NB : I have tried a very little bit of lightly soapy water on a clean screen (A game console not to be named here). It is then very easy to push the air and dirt left over with a plastic card. It works wonder in a humid environment (hot bathroom). You'll want to wait until it dries off or the screen would likelly go astray.

[edit] DealExtreme

DealExtreme offers screen protectors that may or may be not as durable or effective as the Boxwave protector, and are not specifically cut to size for the device (so may have to be cut down or fitted under the bezel), but if you don't want to spend $15 plus shipping, they're a good option since they can be had for around $1.50 (shipping included). Some of these protectors will wear much more quickly and will need to be replaced frequently, though.

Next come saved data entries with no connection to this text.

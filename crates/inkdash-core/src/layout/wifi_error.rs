//! WiFi error page
//!
//! Shown instead of the dashboard when the network never came up, so the
//! panel is never left blank. Displays a centred message and a help line.

use alloc::vec::Vec;

use super::constants::{DISPLAY_HEIGHT_PX, DISPLAY_WIDTH_PX};
use crate::draw::{Canvas, DrawOp, FontId, PAPER};
use crate::text::shape;

pub const WIFI_ERROR_MESSAGE: &str = "WiFi-feil, prøver igjen";
pub const WIFI_ERROR_HELP: &str = "Sjekk nettverksnavn og passord";

/// Full-page draw-ops for the WiFi error screen.
pub fn wifi_error(message: &str) -> Vec<DrawOp> {
    let mut canvas = Canvas::new();
    canvas.clear(PAPER);

    let font = FontId::Title;
    let line_height = font.mono().character_size.height as i32;
    let center_y = (DISPLAY_HEIGHT_PX / 2) as i32;
    canvas.set_font(font);

    // Main message one line-height above centre, help one below
    centred(&mut canvas, font, center_y - line_height, message);
    centred(&mut canvas, font, center_y + line_height, WIFI_ERROR_HELP);

    canvas.flip();
    canvas.into_ops()
}

fn centred(canvas: &mut Canvas, font: FontId, y: i32, text: &str) {
    let width = font.text_width(shape(text).len());
    let x = ((DISPLAY_WIDTH_PX as i32 - width) / 2).max(0);
    canvas.text_at(x, y, text);
}

#[cfg(test)]
mod tests {
    use super::*;
    use embedded_graphics::prelude::Point;

    #[test]
    fn test_page_shape() {
        let ops = wifi_error(WIFI_ERROR_MESSAGE);
        assert_eq!(ops.first(), Some(&DrawOp::Clear(PAPER)));
        assert_eq!(ops.last(), Some(&DrawOp::Flip));

        // "prøver" carries a slash mark over its o
        assert!(ops.iter().any(|op| matches!(op, DrawOp::DrawLine { .. })));
        assert!(ops.iter().any(|op| op.text() == Some(WIFI_ERROR_HELP)));
    }

    #[test]
    fn test_message_is_centred() {
        let ops = wifi_error("ABCD");
        let cursor = ops
            .iter()
            .find_map(|op| match op {
                DrawOp::SetCursor(p) => Some(*p),
                _ => None,
            })
            .unwrap();
        assert_eq!(cursor, Point::new((800 - 40) / 2, 240 - 20));
    }
}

However sku 3800, after six months of use, is as good as new.

[edit] ScreenGuardz

This company makes very good quality screen protectors for virtually every device, including the N800 and N810. They come 15 to a pack, and each protector lasts for a good long time (dependent on use, of course), so one pack may well last a year or three.

[edit] Screen protectors for Sony PSP

A cheap alternative to screen protectors made especially for the N810 are protectors for the PlayStation Portable from Sony. On Ebay they are very cheap and the material is a nice quality multi-layer film. The width of them fits perfectly, and only the length has to cut down with scissors, which is easy to do.

[edit] Protectors on Ebay

Many have had good luck with protectors from ebay. Many can be had for less than $1.